Ch 3 Stage 4 reflections

Define efficiency in programming.

When we are trying to be "efficient" in our programming what are some (valuable) resources we might be concerned with?  Why does it matter?

I think efficiency in programming is using the minimum amount of code to run a program with the minimum amount of resources needed. The resources we might be concerned with is storage space, amount of ram used, and how much computing power your program requires. It matters because if your computer uses too many of one of these resources, it will slow down the program and any other program being used on the user's computer. This will end up with frustration from the user, and drive them away from your program.


Thought Prompt: What is the “most efficient” way to program the solution for the 3x3 grid?
I know for sure that my solution was not the most efficient, but I think that the most efficient would be a program that minimizes right turns. Right turns take up 3 commands, and cutting down on those would be the easiest way to cut down on code.

• What surprised you about programming with such a small set of basic commands?

I was surprised there  was no right turn.

• Were you able to be creative with such a limited set of tools?
• 
  

I was not very creative, but looking back, if I started out the second program with a right turn, and made the box the opposite direction, it would create 3 left turns  and a right, instead of 4 right turns, which is 12 left turns.

• What was most frustrating about this activity? If you could add one additional simple command, what would it be, and why?

It was frustrating not having a right turn. I would add a right turn command, because it would cut down on a lot of left turn commands needed.

• Draw (on paper) the simplest image you can that we would be unable to create with our “building block” commands, and explain why it would be impossible to create.

One simple image would be a triangle. The program is unable to create angled lines.

• Draw a second image we would be unable to create with the given simple commands, but for a different limiting reason than you cited in the first drawing

One other image would be a circle. The program is unable to draw curved lines.

Sorting Algorithm Reflection

Write a human machine language program that: Repeatedly shifts the left hand to the right until it finds a 5 or 6 The program should stop when the left hand is at (or past) the end of the list, or it finds a 5, or it finds a 6.

1	Shift LH right
2	if LHCard EQ 5, jump to line 6
3	if LHCard EQ 6, jump to line 6
4	if LHPosition EQ 7, jump to line 6
5	jump to line 1
6	stop

Find min:

1	jump to line 3 if RHand LT LHand
2	shift RHand right
3	move LHand to RHand if RHand LT LHhand
4	jump to line 1 if RHPos NE 7
5	Stop

When working with your partner in class, what challenges did you face in writing your algorithm?

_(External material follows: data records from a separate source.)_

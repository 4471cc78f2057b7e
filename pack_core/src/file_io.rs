//! # File I/O Module
//!
//! Session file operations:
//! - **Atomic saves**: write to `.tmp`, fsync, rename over the target
//! - **Version validation**: refuse files written by an incompatible schema
//!
//! Sessions are saved as `.pks` files containing pretty-printed JSON.
//!
//! ## Example
//!
//! ```rust,no_run
//! use pack_core::file_io::{load_session, save_session};
//! use pack_core::session::Session;
//! use std::path::Path;
//!
//! let session = Session::new("Engineer", "Crate study");
//! save_session(&session, Path::new("crate.pks"))?;
//!
//! let loaded = load_session(Path::new("crate.pks"))?;
//! assert_eq!(loaded.meta.label, "Crate study");
//! # Ok::<(), pack_core::errors::SimError>(())
//! ```

use std::fs::{self, File};
use std::io::{Read, Write};
use std::path::Path;

use crate::errors::{SimError, SimResult};
use crate::session::{Session, SCHEMA_VERSION};

/// File extension for saved sessions
pub const SESSION_EXTENSION: &str = "pks";

/// Save a session with atomic write semantics.
///
/// 1. Serialize to JSON
/// 2. Write to `<path>.pks.tmp`
/// 3. fsync
/// 4. Rename over `path`
///
/// An interrupted save leaves the previous file intact.
pub fn save_session(session: &Session, path: &Path) -> SimResult<()> {
    let json = serde_json::to_string_pretty(session).map_err(|e| SimError::SerializationError {
        reason: e.to_string(),
    })?;

    let tmp_path = path.with_extension(format!("{}.tmp", SESSION_EXTENSION));

    let mut tmp_file = File::create(&tmp_path).map_err(|e| {
        SimError::file_error("create temp file", tmp_path.display().to_string(), e.to_string())
    })?;

    tmp_file.write_all(json.as_bytes()).map_err(|e| {
        SimError::file_error("write temp file", tmp_path.display().to_string(), e.to_string())
    })?;

    tmp_file.sync_all().map_err(|e| {
        SimError::file_error("sync temp file", tmp_path.display().to_string(), e.to_string())
    })?;

    fs::rename(&tmp_path, path).map_err(|e| {
        let _ = fs::remove_file(&tmp_path);
        SimError::file_error("rename to final", path.display().to_string(), e.to_string())
    })?;

    log::info!("saved session {} to {}", session.meta.id, path.display());
    Ok(())
}

/// Load a session from a file.
///
/// # Errors
///
/// * `FileError` - the file cannot be opened or read
/// * `SerializationError` - the contents are not a valid session
/// * `VersionMismatch` - the file was written by an incompatible schema
pub fn load_session(path: &Path) -> SimResult<Session> {
    let mut file = File::open(path)
        .map_err(|e| SimError::file_error("open", path.display().to_string(), e.to_string()))?;

    let mut contents = String::new();
    file.read_to_string(&mut contents)
        .map_err(|e| SimError::file_error("read", path.display().to_string(), e.to_string()))?;

    let session: Session =
        serde_json::from_str(&contents).map_err(|e| SimError::SerializationError {
            reason: format!("Invalid session JSON in {}: {}", path.display(), e),
        })?;

    validate_version(&session.meta.version)?;

    log::info!(
        "loaded session {} ({} tests, {} results)",
        session.meta.id,
        session.tests.len(),
        session.results.len()
    );
    Ok(session)
}

/// Check a file's schema version against [`SCHEMA_VERSION`].
///
/// Majors must match; within 0.x a file from a newer minor is refused.
fn validate_version(file_version: &str) -> SimResult<()> {
    let mismatch = || SimError::VersionMismatch {
        file_version: file_version.to_string(),
        expected_version: SCHEMA_VERSION.to_string(),
    };

    let file_parts: Vec<u32> = file_version
        .split('.')
        .filter_map(|p| p.parse().ok())
        .collect();
    let current_parts: Vec<u32> = SCHEMA_VERSION
        .split('.')
        .filter_map(|p| p.parse().ok())
        .collect();

    let (Some(&file_major), Some(&current_major)) = (file_parts.first(), current_parts.first())
    else {
        return Err(mismatch());
    };

    if file_major != current_major {
        return Err(mismatch());
    }

    if current_major == 0 {
        if let (Some(file_minor), Some(current_minor)) = (file_parts.get(1), current_parts.get(1)) {
            if file_minor > current_minor {
                return Err(mismatch());
            }
        }
    }

    Ok(())
}

#[cfg(test)]
mod tests {
    use super::*;
    use crate::scenarios::{DropConfig, TestConfig};
    use std::env::temp_dir;
    use std::path::PathBuf;

    fn temp_session_path(name: &str) -> PathBuf {
        temp_dir().join(format!("packsim_test_{}.pks", name))
    }

    #[test]
    fn test_save_and_load_roundtrip() {
        let path = temp_session_path("roundtrip");

        let mut session = Session::new("Test Engineer", "Roundtrip");
        session.tests.push(TestConfig::Drop(DropConfig::new(0.8)));
        save_session(&session, &path).unwrap();

        let loaded = load_session(&path).unwrap();
        assert_eq!(loaded, session);

        let _ = fs::remove_file(&path);
    }

    #[test]
    fn test_atomic_save_creates_no_tmp_file() {
        let path = temp_session_path("atomic");
        let tmp_path = path.with_extension("pks.tmp");

        save_session(&Session::new("Test", "Atomic"), &path).unwrap();

        assert!(!tmp_path.exists());
        assert!(path.exists());

        let _ = fs::remove_file(&path);
    }

    #[test]
    fn test_load_missing_file() {
        let err = load_session(&temp_session_path("does_not_exist")).unwrap_err();
        assert_eq!(err.error_code(), "FILE_ERROR");
    }

    #[test]
    fn test_load_garbage() {
        let path = temp_session_path("garbage");
        fs::write(&path, "{ not json").unwrap();

        let err = load_session(&path).unwrap_err();
        assert_eq!(err.error_code(), "SERIALIZATION_ERROR");

        let _ = fs::remove_file(&path);
    }

    #[test]
    fn test_load_refuses_newer_schema() {
        let path = temp_session_path("newer_schema");
        let mut session = Session::new("Test", "Future");
        session.meta.version = "0.9.0".to_string();
        save_session(&session, &path).unwrap();

        let err = load_session(&path).unwrap_err();
        assert_eq!(err.error_code(), "VERSION_MISMATCH");

        let _ = fs::remove_file(&path);
    }

    #[test]
    fn test_version_validation() {
        assert!(validate_version(SCHEMA_VERSION).is_ok());
        assert!(validate_version("0.1.5").is_ok());
        assert!(validate_version("0.0.3").is_ok());

        assert!(validate_version("1.0.0").is_err());
        assert!(validate_version("0.2.0").is_err());
        assert!(validate_version("garbage").is_err());
    }
}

Were you able to solve it? If yes, then How did you solve it?  

     One challenge we had to solve was when our partition algorithm got stuck in a infinite loop. It would keep going through the lower value cards with no stop point. To fix this, we made it so the cards don't go to position 0 if they were smaller than the initial card value, and instead stayed in their original position. That way, we could end the "program" when the left hand reached the card at position 0.

Make connections with our algorithms and previous coding experience we have:

What programming statements have you used in the past that you would use in writing your algorithms?  Have you written similiar programs?  If yes write the programs that you remember writing.(you are not giving me the code just making connections here and remembering what you have done)

     Some statements I would use are if, >, <, =, and while loop. I think I have written a program in the past to sort numbers.